Instructions for the task
Every line in the data below that includes "Instant" belongs in the answer, copied as it stands.

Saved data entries
▼

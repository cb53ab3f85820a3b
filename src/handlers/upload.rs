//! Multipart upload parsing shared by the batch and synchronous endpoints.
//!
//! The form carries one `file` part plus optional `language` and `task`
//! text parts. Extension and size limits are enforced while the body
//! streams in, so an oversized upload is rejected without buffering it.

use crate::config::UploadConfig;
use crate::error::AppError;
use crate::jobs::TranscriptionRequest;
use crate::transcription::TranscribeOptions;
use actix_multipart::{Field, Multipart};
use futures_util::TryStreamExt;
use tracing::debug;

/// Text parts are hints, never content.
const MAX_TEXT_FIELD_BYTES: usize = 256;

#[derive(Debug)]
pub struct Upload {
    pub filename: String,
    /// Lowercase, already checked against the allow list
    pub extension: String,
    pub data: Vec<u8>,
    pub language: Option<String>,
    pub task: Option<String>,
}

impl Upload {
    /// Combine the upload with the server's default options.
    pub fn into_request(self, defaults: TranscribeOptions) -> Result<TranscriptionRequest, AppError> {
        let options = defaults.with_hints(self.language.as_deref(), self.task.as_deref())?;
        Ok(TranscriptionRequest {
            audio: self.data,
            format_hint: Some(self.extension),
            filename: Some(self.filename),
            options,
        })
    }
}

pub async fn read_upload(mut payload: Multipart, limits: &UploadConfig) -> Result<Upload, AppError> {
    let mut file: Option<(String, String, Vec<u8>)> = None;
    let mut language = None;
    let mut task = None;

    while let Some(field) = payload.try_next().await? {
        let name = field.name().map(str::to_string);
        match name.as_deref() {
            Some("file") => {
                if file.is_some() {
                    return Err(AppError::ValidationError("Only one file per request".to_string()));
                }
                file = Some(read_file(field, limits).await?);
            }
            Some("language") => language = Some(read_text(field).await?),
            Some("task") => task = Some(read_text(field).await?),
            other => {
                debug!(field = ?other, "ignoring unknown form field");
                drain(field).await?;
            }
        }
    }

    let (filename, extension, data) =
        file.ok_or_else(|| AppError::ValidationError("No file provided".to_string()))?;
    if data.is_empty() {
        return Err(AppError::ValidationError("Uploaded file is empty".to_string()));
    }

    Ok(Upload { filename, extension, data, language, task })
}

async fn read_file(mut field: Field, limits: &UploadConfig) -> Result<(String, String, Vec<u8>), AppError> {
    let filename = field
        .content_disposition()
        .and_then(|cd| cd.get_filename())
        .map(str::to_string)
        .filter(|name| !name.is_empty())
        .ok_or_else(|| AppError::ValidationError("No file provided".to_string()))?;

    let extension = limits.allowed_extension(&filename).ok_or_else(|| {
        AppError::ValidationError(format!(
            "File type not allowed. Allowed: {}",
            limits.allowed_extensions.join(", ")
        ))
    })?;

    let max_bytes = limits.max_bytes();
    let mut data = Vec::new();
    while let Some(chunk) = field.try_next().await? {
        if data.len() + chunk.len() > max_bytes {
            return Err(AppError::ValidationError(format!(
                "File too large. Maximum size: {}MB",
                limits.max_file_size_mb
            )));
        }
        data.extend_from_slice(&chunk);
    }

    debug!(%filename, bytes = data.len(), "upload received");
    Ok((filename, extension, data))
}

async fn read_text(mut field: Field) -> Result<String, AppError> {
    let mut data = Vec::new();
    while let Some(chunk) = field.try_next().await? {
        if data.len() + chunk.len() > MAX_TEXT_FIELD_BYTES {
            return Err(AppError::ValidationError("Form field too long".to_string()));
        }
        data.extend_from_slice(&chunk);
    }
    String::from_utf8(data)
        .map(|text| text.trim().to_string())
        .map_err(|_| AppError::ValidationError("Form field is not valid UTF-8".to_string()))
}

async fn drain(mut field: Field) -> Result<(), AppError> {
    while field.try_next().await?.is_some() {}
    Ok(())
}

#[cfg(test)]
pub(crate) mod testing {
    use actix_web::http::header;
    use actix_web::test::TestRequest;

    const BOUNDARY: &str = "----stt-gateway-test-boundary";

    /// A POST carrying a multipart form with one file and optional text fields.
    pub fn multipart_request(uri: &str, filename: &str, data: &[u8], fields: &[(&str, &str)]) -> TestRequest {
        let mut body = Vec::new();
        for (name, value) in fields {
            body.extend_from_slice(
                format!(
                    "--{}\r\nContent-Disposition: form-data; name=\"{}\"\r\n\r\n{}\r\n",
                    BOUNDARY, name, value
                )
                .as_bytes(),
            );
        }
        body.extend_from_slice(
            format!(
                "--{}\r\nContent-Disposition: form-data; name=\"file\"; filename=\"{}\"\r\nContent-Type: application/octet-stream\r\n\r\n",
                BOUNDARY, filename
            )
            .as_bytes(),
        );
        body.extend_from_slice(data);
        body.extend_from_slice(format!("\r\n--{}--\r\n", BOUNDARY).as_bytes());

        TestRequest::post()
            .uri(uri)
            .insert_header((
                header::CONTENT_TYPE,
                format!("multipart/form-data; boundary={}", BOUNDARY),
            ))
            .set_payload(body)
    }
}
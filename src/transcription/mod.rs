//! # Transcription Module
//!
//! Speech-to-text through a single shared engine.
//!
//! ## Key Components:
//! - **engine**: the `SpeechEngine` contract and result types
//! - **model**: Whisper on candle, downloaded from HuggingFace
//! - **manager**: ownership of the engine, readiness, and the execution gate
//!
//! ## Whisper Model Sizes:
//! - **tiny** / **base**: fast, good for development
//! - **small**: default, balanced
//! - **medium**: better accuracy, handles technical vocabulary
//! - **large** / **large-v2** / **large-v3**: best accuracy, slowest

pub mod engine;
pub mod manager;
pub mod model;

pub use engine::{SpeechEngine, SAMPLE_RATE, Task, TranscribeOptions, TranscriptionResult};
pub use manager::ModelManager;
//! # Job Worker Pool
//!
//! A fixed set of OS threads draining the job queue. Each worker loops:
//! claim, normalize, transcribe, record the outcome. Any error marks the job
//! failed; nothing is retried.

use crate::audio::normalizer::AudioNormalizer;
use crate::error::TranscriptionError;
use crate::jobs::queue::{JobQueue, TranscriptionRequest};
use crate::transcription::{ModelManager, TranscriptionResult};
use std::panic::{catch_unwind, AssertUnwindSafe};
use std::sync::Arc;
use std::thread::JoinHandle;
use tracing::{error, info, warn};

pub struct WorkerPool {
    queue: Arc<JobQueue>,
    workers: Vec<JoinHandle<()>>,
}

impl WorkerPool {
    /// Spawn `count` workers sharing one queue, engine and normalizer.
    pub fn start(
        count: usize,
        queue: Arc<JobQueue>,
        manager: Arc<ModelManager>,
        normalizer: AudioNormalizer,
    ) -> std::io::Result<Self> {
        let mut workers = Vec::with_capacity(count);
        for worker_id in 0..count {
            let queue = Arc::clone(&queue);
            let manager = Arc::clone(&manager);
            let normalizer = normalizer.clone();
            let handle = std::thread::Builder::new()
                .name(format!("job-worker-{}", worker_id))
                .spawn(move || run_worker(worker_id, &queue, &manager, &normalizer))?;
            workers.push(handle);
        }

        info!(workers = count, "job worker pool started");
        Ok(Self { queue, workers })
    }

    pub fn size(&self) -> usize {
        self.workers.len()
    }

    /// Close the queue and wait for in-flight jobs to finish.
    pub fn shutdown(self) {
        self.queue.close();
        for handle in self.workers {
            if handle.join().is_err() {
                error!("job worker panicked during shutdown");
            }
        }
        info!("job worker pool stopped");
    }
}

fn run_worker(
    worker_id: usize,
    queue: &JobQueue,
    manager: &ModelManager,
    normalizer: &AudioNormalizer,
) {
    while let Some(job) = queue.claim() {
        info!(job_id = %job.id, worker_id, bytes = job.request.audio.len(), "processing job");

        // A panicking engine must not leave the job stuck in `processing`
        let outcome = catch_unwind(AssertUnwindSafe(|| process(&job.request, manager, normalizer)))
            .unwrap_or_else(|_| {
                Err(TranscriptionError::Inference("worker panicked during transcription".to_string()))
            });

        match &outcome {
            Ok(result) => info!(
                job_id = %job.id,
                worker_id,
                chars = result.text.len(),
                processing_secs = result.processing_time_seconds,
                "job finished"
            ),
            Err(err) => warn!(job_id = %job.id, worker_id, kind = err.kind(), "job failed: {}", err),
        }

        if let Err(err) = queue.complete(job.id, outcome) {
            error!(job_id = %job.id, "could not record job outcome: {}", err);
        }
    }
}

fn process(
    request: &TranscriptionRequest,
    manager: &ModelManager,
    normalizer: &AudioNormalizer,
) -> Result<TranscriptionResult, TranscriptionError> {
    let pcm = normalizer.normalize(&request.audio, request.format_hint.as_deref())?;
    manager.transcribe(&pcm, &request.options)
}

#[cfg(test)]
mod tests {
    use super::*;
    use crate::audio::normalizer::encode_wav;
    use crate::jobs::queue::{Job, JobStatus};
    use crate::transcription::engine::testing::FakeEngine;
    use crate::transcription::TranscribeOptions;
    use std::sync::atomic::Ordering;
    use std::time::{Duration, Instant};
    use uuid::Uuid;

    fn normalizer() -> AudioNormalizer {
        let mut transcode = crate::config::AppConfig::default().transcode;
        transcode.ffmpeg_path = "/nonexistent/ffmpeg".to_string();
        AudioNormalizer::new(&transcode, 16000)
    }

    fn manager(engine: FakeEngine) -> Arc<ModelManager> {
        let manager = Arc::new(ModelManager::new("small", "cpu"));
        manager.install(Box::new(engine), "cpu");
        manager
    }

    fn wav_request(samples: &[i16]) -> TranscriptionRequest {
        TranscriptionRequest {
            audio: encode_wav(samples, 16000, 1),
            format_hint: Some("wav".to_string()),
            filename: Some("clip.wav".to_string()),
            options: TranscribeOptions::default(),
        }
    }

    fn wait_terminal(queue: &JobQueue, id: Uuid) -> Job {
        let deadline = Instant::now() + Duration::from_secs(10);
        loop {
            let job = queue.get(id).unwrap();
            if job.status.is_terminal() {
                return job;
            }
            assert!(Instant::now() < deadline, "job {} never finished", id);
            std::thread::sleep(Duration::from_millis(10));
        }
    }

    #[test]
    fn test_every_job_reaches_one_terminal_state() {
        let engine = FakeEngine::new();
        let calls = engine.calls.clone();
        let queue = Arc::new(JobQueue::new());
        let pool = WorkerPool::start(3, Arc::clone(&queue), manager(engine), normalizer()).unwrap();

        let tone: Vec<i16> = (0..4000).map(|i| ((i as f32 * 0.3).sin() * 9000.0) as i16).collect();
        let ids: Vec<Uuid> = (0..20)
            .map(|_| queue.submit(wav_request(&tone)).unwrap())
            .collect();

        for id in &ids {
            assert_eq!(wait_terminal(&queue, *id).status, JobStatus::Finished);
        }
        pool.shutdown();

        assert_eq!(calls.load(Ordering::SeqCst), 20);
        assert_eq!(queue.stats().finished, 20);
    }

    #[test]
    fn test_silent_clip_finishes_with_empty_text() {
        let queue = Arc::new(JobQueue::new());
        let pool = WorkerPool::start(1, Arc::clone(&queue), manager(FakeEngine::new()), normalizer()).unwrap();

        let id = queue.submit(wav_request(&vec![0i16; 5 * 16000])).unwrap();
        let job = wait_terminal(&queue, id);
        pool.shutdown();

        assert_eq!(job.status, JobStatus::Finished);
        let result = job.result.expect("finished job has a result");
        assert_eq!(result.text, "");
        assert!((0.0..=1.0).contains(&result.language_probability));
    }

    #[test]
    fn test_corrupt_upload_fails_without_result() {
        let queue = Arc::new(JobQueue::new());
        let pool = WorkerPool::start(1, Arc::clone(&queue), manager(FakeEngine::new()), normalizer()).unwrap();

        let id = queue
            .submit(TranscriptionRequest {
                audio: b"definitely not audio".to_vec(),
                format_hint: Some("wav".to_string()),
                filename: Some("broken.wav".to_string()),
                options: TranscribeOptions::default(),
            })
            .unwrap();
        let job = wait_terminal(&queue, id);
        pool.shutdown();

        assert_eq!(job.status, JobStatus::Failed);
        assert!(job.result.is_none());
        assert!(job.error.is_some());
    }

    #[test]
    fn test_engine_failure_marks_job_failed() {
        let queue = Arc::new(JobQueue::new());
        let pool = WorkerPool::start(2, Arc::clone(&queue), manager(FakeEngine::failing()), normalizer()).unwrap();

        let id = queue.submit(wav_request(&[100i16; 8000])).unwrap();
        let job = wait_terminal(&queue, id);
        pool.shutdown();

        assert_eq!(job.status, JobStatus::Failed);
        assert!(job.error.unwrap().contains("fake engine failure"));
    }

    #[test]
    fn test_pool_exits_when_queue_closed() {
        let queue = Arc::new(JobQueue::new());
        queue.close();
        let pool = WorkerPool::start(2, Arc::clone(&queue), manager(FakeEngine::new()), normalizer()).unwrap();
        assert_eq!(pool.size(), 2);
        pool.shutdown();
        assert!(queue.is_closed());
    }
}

▲

Solution to the exercise
    use std::time::{Duration, Instant};
        let deadline = Instant::now() + Duration::from_secs(10);
            assert!(Instant::now() < deadline, "job {} never finished", id);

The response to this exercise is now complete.